The producer price index rose from 62.3 to 65.7, suggesting that inflation, already at a record high of 5.8% in February, has increased further. The ECB would like it at 2%.

Earlier this month, the ECB said it would stop pumping money into financial markets this summer, paving the way for interest rates to rise. Read more

A PMI covering the bloc’s dominant services industry fell to 54.8 this month from 55.5, but was ahead of the Reuters poll estimate for 54.2.

Demand has been resilient, and with more pandemic-related restrictions, businesses have been increasing their workforces at a faster pace. The employment index in services rose from 53.6 to 54.8.

While factory activity remained strong, the pace of growth slowed to its weakest level since January last year.
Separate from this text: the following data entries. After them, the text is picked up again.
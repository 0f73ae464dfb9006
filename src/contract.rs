//! Contract bindings built from a JSON ABI, an address and a client

use alloy_contract::{ContractInstance, Interface};
use alloy_dyn_abi::DynSolValue;
use alloy_json_abi::{Event, Function, JsonAbi};
use alloy_primitives::{Address, B256};
use alloy_provider::DynProvider;
use tracing::{debug, info};

use crate::client::ChainClient;
use crate::error::{LoaderError, Result};

/// Name-based access to one deployed contract
pub struct ContractBinding {
    name: String,
    address: Address,
    abi: JsonAbi,
    instance: ContractInstance<DynProvider>,
    signer: Option<Address>,
}

impl ContractBinding {
    pub fn new(name: impl Into<String>, address: Address, abi: JsonAbi, client: &ChainClient) -> Self {
        let interface = Interface::new(abi.clone());
        let instance = ContractInstance::new(address, client.provider().clone(), interface);

        Self {
            name: name.into(),
            address,
            abi,
            instance,
            signer: client.signer_address(),
        }
    }

    pub fn name(&self) -> &str {
        &self.name
    }

    pub fn address(&self) -> Address {
        self.address
    }

    pub fn abi(&self) -> &JsonAbi {
        &self.abi
    }

    /// Call a read-only function
    pub async fn call_function(
        &self,
        function_name: &str,
        args: &[DynSolValue],
    ) -> Result<Vec<DynSolValue>> {
        let call = self.instance
            .function(function_name, args)
            .map_err(|e| LoaderError::Contract(format!("Failed to create call to {}: {}", function_name, e)))?;

        debug!("Calling {}.{}", self.name, function_name);

        call.call()
            .await
            .map_err(|e| LoaderError::Contract(format!("{}.{} call failed: {}", self.name, function_name, e)))
    }

    /// Send a state-changing transaction and wait for its receipt
    pub async fn send_transaction(
        &self,
        function_name: &str,
        args: &[DynSolValue],
    ) -> Result<B256> {
        let from = self.signer.ok_or_else(|| {
            LoaderError::Transaction(format!(
                "Cannot send {}.{}: client has no signer",
                self.name, function_name
            ))
        })?;

        let call = self.instance
            .function(function_name, args)
            .map_err(|e| LoaderError::Contract(format!("Failed to create transaction {}: {}", function_name, e)))?
            .from(from);

        let pending_tx = call
            .send()
            .await
            .map_err(|e| LoaderError::Transaction(format!("Transaction failed: {}", e)))?;

        let receipt = pending_tx
            .get_receipt()
            .await
            .map_err(|e| LoaderError::Transaction(format!("Failed to get receipt: {}", e)))?;

        info!("{}.{} mined in tx {:?}", self.name, function_name, receipt.transaction_hash);
        Ok(receipt.transaction_hash)
    }

    /// Get function by name
    pub fn function(&self, name: &str) -> Result<&Function> {
        self.abi
            .function(name)
            .and_then(|overloads| overloads.first())
            .ok_or_else(|| LoaderError::Contract(format!("Function '{}' not found in ABI", name)))
    }

    /// Get event by name
    pub fn event(&self, name: &str) -> Result<&Event> {
        self.abi
            .event(name)
            .and_then(|overloads| overloads.first())
            .ok_or_else(|| LoaderError::Contract(format!("Event '{}' not found in ABI", name)))
    }

    pub fn list_functions(&self) -> Vec<String> {
        self.abi.functions().map(|f| f.name.clone()).collect()
    }

    pub fn list_events(&self) -> Vec<String> {
        self.abi.events().map(|e| e.name.clone()).collect()
    }
}

#[cfg(test)]
mod tests {
    use super::*;
    use alloy_primitives::U256;

    fn counter_abi() -> JsonAbi {
        serde_json::from_value(serde_json::json!([
            {
                "type": "function",
                "name": "number",
                "inputs": [],
                "outputs": [{ "name": "", "type": "uint256" }],
                "stateMutability": "view"
            },
            {
                "type": "function",
                "name": "setNumber",
                "inputs": [{ "name": "newNumber", "type": "uint256" }],
                "outputs": [],
                "stateMutability": "nonpayable"
            },
            {
                "type": "event",
                "name": "NumberSet",
                "inputs": [{ "name": "value", "type": "uint256", "indexed": false }],
                "anonymous": false
            }
        ]))
        .unwrap()
    }

    fn binding() -> ContractBinding {
        let client = ChainClient::new("http://127.0.0.1:1").unwrap();
        ContractBinding::new("counter", Address::repeat_byte(0x11), counter_abi(), &client)
    }

    #[test]
    fn test_introspection() {
        let contract = binding();
        assert_eq!(contract.name(), "counter");
        assert_eq!(contract.address(), Address::repeat_byte(0x11));

        let mut functions = contract.list_functions();
        functions.sort();
        assert_eq!(functions, vec!["number".to_string(), "setNumber".to_string()]);
        assert_eq!(contract.list_events(), vec!["NumberSet".to_string()]);

        assert_eq!(contract.function("setNumber").unwrap().inputs.len(), 1);
        assert!(contract.event("NumberSet").is_ok());
        assert!(matches!(contract.function("missing"), Err(LoaderError::Contract(_))));
        assert!(matches!(contract.event("Missing"), Err(LoaderError::Contract(_))));
    }

    #[tokio::test]
    async fn test_unknown_function_fails_before_network() {
        let contract = binding();
        let result = contract.call_function("doesNotExist", &[]).await;
        match result {
            Err(LoaderError::Contract(msg)) => assert!(msg.contains("Failed to create call")),
            other => panic!("unexpected result: {:?}", other),
        }
    }

    #[tokio::test]
    async fn test_send_requires_signer() {
        let contract = binding();
        let result = contract
            .send_transaction("setNumber", &[DynSolValue::Uint(U256::from(7), 256)])
            .await;
        assert!(matches!(result, Err(LoaderError::Transaction(_))));
    }
}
The manufacturing PMI fell to 57.0 from 58.2 but was ahead of expectations of 56.0.

An index measuring the output, which feeds the composite PMI, fell to 53.6 from 55.5.

High inflation and concerns over Russia’s invasion of Ukraine have seriously shaken optimism. The future factory production index fell to 53.8 from 68.5, its lowest level since May 2020 – shortly after the start of the coronavirus pandemic.

“Businesses are bracing themselves for weaker economic growth, with future output expectations slumping in March as businesses grow increasingly concerned about the impact of war on an economy still struggling to recover. recover from the pandemic,” Williamson said.